Marius Clore is Chief of the Protein NMR Section at the NIH (1988-present). He received his MD and PhD degrees at University College Hospital Medical School and the MRC National Institute for Medical Research in London, and was joint Head of the Biological NMR group at the Max Planck Institute for Biochemistry in Munich (1984–1988). His major research interests lie in the application of NMR spectroscopy to study the structure and dynamics of macromolecular complexes.

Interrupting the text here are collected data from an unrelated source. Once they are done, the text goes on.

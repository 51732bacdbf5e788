// SPDX-License-Identifier: AGPL-3.0-or-later
//
// Copyright (C) 2026 ElectroHub

//! Redis implementation of the set-store and counter capabilities.
//!
//! Uses a [`ConnectionManager`] so the client reconnects transparently and
//! can be cloned cheaply into handlers. The manager is constructed once at
//! process start ([`connect`]) and injected through `AppState`; there is no
//! lazy global client.

use std::collections::HashSet;
use std::time::Duration;

use async_trait::async_trait;
use redis::{
    aio::{ConnectionManager, ConnectionManagerConfig},
    AsyncCommands, Client,
};

use super::{Counters, SetStore, StoreError};

/// How long a connect attempt may take before the manager gives up.
const CONNECT_TIMEOUT: Duration = Duration::from_millis(500);

/// Open a managed connection to the Redis instance at `url`.
///
/// A single reconnect attempt is configured; beyond that, operations fail
/// with [`StoreError::Unavailable`] and propagate to the caller.
pub async fn connect(url: &str) -> Result<ConnectionManager, StoreError> {
    let config = ConnectionManagerConfig::new()
        .set_number_of_retries(1)
        .set_connection_timeout(CONNECT_TIMEOUT);

    let client = Client::open(url).map_err(|e| StoreError::Unavailable(e.to_string()))?;
    client
        .get_connection_manager_with_config(config)
        .await
        .map_err(|e| StoreError::Unavailable(e.to_string()))
}

/// Set-store and counter capabilities over a shared Redis connection.
#[derive(Clone)]
pub struct RedisStore {
    connection: ConnectionManager,
}

impl RedisStore {
    pub fn new(connection: ConnectionManager) -> Self {
        Self { connection }
    }
}

fn unavailable(err: redis::RedisError) -> StoreError {
    StoreError::Unavailable(err.to_string())
}

#[async_trait]
impl SetStore for RedisStore {
    async fn sadd(&self, key: &str, member: i64) -> Result<u64, StoreError> {
        let mut conn = self.connection.clone();
        conn.sadd(key, member).await.map_err(unavailable)
    }

    async fn srem(&self, key: &str, member: i64) -> Result<u64, StoreError> {
        let mut conn = self.connection.clone();
        conn.srem(key, member).await.map_err(unavailable)
    }

    async fn smembers(&self, key: &str) -> Result<HashSet<i64>, StoreError> {
        let mut conn = self.connection.clone();
        conn.smembers(key).await.map_err(unavailable)
    }

    async fn sismember(&self, key: &str, member: i64) -> Result<bool, StoreError> {
        let mut conn = self.connection.clone();
        conn.sismember(key, member).await.map_err(unavailable)
    }

    async fn scard(&self, key: &str) -> Result<u64, StoreError> {
        let mut conn = self.connection.clone();
        conn.scard(key).await.map_err(unavailable)
    }

    async fn expire(&self, key: &str, seconds: i64) -> Result<bool, StoreError> {
        let mut conn = self.connection.clone();
        conn.expire(key, seconds).await.map_err(unavailable)
    }

    async fn del(&self, key: &str) -> Result<u64, StoreError> {
        let mut conn = self.connection.clone();
        conn.del(key).await.map_err(unavailable)
    }

    async fn ping(&self) -> Result<(), StoreError> {
        let mut conn = self.connection.clone();
        redis::cmd("PING")
            .query_async::<()>(&mut conn)
            .await
            .map_err(unavailable)
    }
}

#[async_trait]
impl Counters for RedisStore {
    async fn incr(&self, key: &str) -> Result<i64, StoreError> {
        let mut conn = self.connection.clone();
        conn.incr(key, 1_i64).await.map_err(unavailable)
    }

    async fn expire(&self, key: &str, seconds: i64) -> Result<bool, StoreError> {
        let mut conn = self.connection.clone();
        conn.expire(key, seconds).await.map_err(unavailable)
    }
}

Junji Iwahara is currently an Assistant Professor in the Department of Biochemistry and Molecular Biology at the University of Texas Medical Branch (2007-present). He received his PhD degree at the University of Tokyo and was a Senior Research Fellow in the Laboratory of Chemical Physics at the NIH (2002–2007). His current interests lie in the use of NMR spectroscopy to study highly dynamic processes such as protein translocation on DNA.